+++ Listed records +++

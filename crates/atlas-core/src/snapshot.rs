//! JSON snapshots of one indexing pass

use std::path::Path;

use serde::{Deserialize, Serialize};

use crate::dependency::Dependency;
use crate::error::AtlasError;
use crate::model::Entity;

/// Snapshot format version written into every file.
pub const SNAPSHOT_VERSION: u32 = 1;

/// An entity together with its ID, as stored in a snapshot.
#[derive(Debug, Clone, PartialEq, Serialize, Deserialize)]
pub struct SnapshotEntity {
    pub id: String,
    #[serde(flatten)]
    pub entity: Entity,
}

/// Entities and dependencies of one pass, in output order.
#[derive(Debug, Clone, PartialEq, Serialize, Deserialize)]
pub struct IndexSnapshot {
    pub version: u32,
    /// Version of the tool that wrote the snapshot.
    #[serde(default)]
    pub generator: String,
    pub entities: Vec<SnapshotEntity>,
    #[serde(default)]
    pub dependencies: Vec<Dependency>,
}

impl IndexSnapshot {
    pub fn new(entities: &[Entity], dependencies: &[Dependency]) -> Self {
        IndexSnapshot {
            version: SNAPSHOT_VERSION,
            generator: env!("CARGO_PKG_VERSION").to_string(),
            entities: entities
                .iter()
                .map(|e| SnapshotEntity {
                    id: e.id(),
                    entity: e.clone(),
                })
                .collect(),
            dependencies: dependencies.to_vec(),
        }
    }

    pub fn to_json(&self) -> Result<String, AtlasError> {
        Ok(serde_json::to_string_pretty(self)?)
    }

    pub fn from_json(json: &str) -> Result<Self, AtlasError> {
        let snapshot: IndexSnapshot = serde_json::from_str(json)?;
        if snapshot.version > SNAPSHOT_VERSION {
            return Err(AtlasError::Contract(format!(
                "snapshot version {} is newer than supported version {}",
                snapshot.version, SNAPSHOT_VERSION
            )));
        }
        Ok(snapshot)
    }

    pub fn save(&self, path: &Path) -> Result<(), AtlasError> {
        if let Some(parent) = path.parent().filter(|p| !p.as_os_str().is_empty()) {
            std::fs::create_dir_all(parent)?;
        }
        std::fs::write(path, self.to_json()?)?;
        tracing::debug!("Snapshot saved: {}", path.display());
        Ok(())
    }

    pub fn load(path: &Path) -> Result<Self, AtlasError> {
        let json = std::fs::read_to_string(path)?;
        let snapshot = Self::from_json(&json)?;
        tracing::debug!(
            "Snapshot loaded from {}: {} entities, {} dependencies",
            path.display(),
            snapshot.entities.len(),
            snapshot.dependencies.len()
        );
        Ok(snapshot)
    }
}

#[cfg(test)]
mod tests {
    use super::*;
    use crate::dependency::DepType;
    use crate::identity::compute_hashes;
    use crate::model::{EntityKind, Language, Param};

    fn sample() -> IndexSnapshot {
        let mut f = Entity::new(EntityKind::Function, "main", "main.go", 5, 9, Language::Go);
        f.params = vec![Param::new("args", "[]string")];
        f.raw_body = "run(args)".to_string();
        compute_hashes(&mut f);
        let dep = Dependency {
            from_id: f.id(),
            to_name: "run".to_string(),
            to_qualified: None,
            to_id: String::new(),
            dep_type: DepType::Calls,
            location: "main.go:6".to_string(),
            optional: false,
        };
        IndexSnapshot::new(&[f], &[dep])
    }

    #[test]
    fn json_round_trip_keeps_ids_and_hashes() {
        let snap = sample();
        let back = IndexSnapshot::from_json(&snap.to_json().unwrap()).unwrap();
        assert_eq!(back.entities[0].id, snap.entities[0].id);
        assert_eq!(back.entities[0].entity.body_hash, snap.entities[0].entity.body_hash);
        assert_eq!(back.dependencies, snap.dependencies);
        // Raw bodies are never written out.
        assert!(back.entities[0].entity.raw_body.is_empty());
    }

    #[test]
    fn newer_versions_are_rejected() {
        let mut snap = sample();
        snap.version = SNAPSHOT_VERSION + 1;
        let json = serde_json::to_string(&snap).unwrap();
        assert!(IndexSnapshot::from_json(&json).unwrap_err().is_contract());
    }

    #[test]
    fn save_and_load_from_disk() {
        let dir = tempfile::TempDir::new().unwrap();
        let path = dir.path().join("out").join("index.json");
        let snap = sample();
        snap.save(&path).unwrap();
        let loaded = IndexSnapshot::load(&path).unwrap();
        assert_eq!(loaded.entities.len(), 1);
        assert_eq!(loaded.generator, snap.generator);
    }
}
impl<'t> SyntaxNode<'t> {
    fn data(self) -> &'t NodeData {
        self.tree.data(self.idx)
    }

    fn at(self, idx: NodeIdx) -> SyntaxNode<'t> {
        SyntaxNode { tree: self.tree, idx }
    }

    pub fn idx(self) -> NodeIdx {
        self.idx
    }

    pub fn tree(self) -> &'t SyntaxTree {
        self.tree
    }

    pub fn kind(self) -> &'static str {
        self.data().kind
    }

    /// Field name this node occupies in its parent, if any.
    pub fn field_name(self) -> Option<&'static str> {
        self.data().field
    }

    pub fn is_named(self) -> bool {
        self.data().named
    }

    pub fn parent(self) -> Option<SyntaxNode<'t>> {
        self.data().parent.map(|p| self.at(p))
    }

    pub fn child_count(self) -> usize {
        self.data().children.len()
    }

    pub fn child(self, i: usize) -> Option<SyntaxNode<'t>> {
        self.data().children.get(i).map(|c| self.at(*c))
    }

    pub fn children(self) -> impl Iterator<Item = SyntaxNode<'t>> {
        self.data().children.iter().map(move |c| self.at(*c))
    }

    pub fn named_children(self) -> impl Iterator<Item = SyntaxNode<'t>> {
        self.children().filter(|c| c.is_named())
    }

    pub fn child_by_field_name(self, field: &str) -> Option<SyntaxNode<'t>> {
        self.children().find(|c| c.field_name() == Some(field))
    }

    /// Named children carrying `field`. Separator tokens between repeated
    /// field members can report the same field name and are skipped.
    pub fn children_by_field_name(self, field: &str) -> impl Iterator<Item = SyntaxNode<'t>> {
        self.children()
            .filter(move |c| c.is_named() && c.field_name() == Some(field))
    }

    /// First direct child of the given kind.
    pub fn child_of_kind(self, kind: &str) -> Option<SyntaxNode<'t>> {
        self.children().find(|c| c.kind() == kind)
    }

    pub fn next_sibling(self) -> Option<SyntaxNode<'t>> {
        let parent = self.parent()?;
        parent.child(self.data().slot as usize + 1)
    }

    pub fn prev_sibling(self) -> Option<SyntaxNode<'t>> {
        let parent = self.parent()?;
        let slot = self.data().slot as usize;
        if slot == 0 {
            None
        } else {
            parent.child(slot - 1)
        }
    }

    pub fn prev_named_sibling(self) -> Option<SyntaxNode<'t>> {
        let mut cur = self.prev_sibling();
        while let Some(node) = cur {
            if node.is_named() {
                return Some(node);
            }
            cur = node.prev_sibling();
        }
        None
    }

    /// Parent, grandparent, ... up to the root. Excludes `self`.
    pub fn ancestors(self) -> impl Iterator<Item = SyntaxNode<'t>> {
        std::iter::successors(self.parent(), |n| n.parent())
    }

    /// Every node below `self` in depth-first pre-order. Excludes `self`.
    pub fn descendants(self) -> Descendants<'t> {
        let mut stack: Vec<NodeIdx> = self.data().children.clone();
        stack.reverse();
        Descendants {
            tree: self.tree,
            stack,
        }
    }

    /// Descendants of one kind, in pre-order.
    pub fn descendants_of_kind(self, kind: &str) -> Vec<SyntaxNode<'t>> {
        self.descendants().filter(|n| n.kind() == kind).collect()
    }

    /// Source text of this node. Out-of-range or non-boundary spans yield `""`.
    pub fn text(self) -> &'t str {
        let data = self.data();
        self.tree
            .source
            .get(data.start_byte..data.end_byte)
            .unwrap_or("")
    }

    pub fn start_byte(self) -> usize {
        self.data().start_byte
    }

    pub fn end_byte(self) -> usize {
        self.data().end_byte
    }

    /// 1-based first line.
    pub fn start_line(self) -> u32 {
        self.tree.row_of(self.data().start_byte) as u32 + 1
    }

    /// 1-based last line, inclusive. A span ending at column 0 of a later
    /// row ends on the row before.
    pub fn end_line(self) -> u32 {
        let data = self.data();
        let start_row = self.tree.row_of(data.start_byte);
        let mut end_row = self.tree.row_of(data.end_byte);
        let at_line_start = self.tree.line_starts.get(end_row) == Some(&data.end_byte);
        if at_line_start && end_row > start_row {
            end_row -= 1;
        }
        end_row as u32 + 1
    }

    /// `file:line` style location of the node start.
    pub fn location(self, file: &str) -> String {
        format!("{}:{}", file, self.start_line())
    }
}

+++

Exercise objective:
All lines containing "sample" in the material above should appear in your reply, copied exactly.

Response:
    fn sample() -> IndexSnapshot {
        let snap = sample();
        let mut snap = sample();
        let snap = sample();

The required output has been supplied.